• [INFORMATION GIVEN]
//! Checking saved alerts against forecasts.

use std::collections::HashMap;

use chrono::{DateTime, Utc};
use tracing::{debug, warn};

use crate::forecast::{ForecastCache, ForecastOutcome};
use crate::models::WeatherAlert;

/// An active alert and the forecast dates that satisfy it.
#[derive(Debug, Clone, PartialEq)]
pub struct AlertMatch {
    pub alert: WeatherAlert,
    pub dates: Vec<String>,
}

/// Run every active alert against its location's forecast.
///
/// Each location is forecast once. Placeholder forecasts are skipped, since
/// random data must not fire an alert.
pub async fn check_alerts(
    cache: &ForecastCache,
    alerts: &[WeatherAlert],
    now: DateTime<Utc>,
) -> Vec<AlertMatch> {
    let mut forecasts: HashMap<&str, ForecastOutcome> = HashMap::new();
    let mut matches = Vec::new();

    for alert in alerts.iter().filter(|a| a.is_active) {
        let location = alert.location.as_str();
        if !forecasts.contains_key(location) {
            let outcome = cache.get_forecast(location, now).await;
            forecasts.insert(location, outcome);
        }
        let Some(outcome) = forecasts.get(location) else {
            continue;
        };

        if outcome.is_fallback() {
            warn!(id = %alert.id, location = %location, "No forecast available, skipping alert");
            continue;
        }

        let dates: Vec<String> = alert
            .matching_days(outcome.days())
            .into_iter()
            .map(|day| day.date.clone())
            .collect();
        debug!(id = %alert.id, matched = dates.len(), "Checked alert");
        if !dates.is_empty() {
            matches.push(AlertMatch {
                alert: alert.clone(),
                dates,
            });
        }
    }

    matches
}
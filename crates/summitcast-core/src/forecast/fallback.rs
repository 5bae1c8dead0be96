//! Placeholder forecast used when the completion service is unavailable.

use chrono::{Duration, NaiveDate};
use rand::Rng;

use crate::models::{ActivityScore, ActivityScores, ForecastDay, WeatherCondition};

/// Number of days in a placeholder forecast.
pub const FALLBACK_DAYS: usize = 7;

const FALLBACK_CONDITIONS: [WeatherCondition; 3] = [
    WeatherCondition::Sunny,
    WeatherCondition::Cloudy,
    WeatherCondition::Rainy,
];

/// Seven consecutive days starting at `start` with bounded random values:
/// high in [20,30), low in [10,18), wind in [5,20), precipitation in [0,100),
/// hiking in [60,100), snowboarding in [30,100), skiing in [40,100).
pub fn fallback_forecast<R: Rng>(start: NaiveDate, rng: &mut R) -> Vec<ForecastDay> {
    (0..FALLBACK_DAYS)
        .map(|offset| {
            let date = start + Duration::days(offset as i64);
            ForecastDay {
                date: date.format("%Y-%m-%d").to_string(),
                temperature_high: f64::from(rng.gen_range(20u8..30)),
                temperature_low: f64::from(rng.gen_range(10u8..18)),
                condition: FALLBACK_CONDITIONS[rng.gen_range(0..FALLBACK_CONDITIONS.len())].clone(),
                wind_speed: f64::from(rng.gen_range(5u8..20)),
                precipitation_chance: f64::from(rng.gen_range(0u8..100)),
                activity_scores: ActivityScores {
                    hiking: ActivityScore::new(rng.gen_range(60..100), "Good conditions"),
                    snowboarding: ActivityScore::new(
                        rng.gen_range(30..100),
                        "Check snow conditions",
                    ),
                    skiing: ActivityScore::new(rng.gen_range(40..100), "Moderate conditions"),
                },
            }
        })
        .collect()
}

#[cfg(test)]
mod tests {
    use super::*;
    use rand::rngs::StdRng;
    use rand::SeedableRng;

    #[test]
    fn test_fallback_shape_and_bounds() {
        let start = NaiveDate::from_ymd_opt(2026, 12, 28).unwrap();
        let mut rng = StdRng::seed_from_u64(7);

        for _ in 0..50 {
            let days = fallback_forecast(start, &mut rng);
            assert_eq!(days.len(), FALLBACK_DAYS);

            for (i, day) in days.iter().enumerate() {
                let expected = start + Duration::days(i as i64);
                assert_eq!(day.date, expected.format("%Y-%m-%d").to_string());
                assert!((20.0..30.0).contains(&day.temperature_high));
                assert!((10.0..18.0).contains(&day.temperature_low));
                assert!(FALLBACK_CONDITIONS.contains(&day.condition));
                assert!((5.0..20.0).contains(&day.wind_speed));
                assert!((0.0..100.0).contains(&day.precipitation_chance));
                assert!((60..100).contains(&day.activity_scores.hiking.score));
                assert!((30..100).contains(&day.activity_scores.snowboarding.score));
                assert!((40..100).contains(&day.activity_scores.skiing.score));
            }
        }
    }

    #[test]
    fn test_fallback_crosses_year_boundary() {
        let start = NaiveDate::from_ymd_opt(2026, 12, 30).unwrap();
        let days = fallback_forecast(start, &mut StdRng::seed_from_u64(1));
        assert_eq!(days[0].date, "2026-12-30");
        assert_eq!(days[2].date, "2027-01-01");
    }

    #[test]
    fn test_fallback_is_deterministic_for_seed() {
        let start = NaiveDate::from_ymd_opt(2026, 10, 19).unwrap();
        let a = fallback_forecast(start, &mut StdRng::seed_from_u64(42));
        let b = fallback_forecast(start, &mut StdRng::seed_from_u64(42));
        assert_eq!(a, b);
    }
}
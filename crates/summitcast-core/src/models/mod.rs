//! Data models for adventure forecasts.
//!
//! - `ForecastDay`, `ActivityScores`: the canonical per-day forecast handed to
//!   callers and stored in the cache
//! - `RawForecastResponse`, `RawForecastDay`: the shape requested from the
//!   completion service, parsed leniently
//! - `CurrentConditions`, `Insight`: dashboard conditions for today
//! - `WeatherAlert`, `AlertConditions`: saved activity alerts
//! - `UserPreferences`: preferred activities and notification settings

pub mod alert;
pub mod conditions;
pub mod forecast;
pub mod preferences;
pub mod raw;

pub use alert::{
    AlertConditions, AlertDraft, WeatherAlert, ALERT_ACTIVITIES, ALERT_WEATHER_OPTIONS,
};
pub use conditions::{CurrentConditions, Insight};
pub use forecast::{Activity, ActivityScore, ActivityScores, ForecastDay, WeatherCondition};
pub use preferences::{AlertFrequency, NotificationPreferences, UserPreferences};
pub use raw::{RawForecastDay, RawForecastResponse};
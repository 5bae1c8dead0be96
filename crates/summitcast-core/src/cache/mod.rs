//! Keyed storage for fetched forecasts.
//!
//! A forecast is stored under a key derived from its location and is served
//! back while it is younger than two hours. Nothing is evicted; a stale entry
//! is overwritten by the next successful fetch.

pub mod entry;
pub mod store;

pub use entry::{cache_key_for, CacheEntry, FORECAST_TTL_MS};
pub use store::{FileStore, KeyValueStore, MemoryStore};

• [EXERCISE AIM]
Whenever a line of the data holds the string "unwrap", pick that line out.

• [ANSWER TO THIS TASK]
        let start = NaiveDate::from_ymd_opt(2026, 12, 28).unwrap();
        let start = NaiveDate::from_ymd_opt(2026, 12, 30).unwrap();
        let start = NaiveDate::from_ymd_opt(2026, 10, 19).unwrap();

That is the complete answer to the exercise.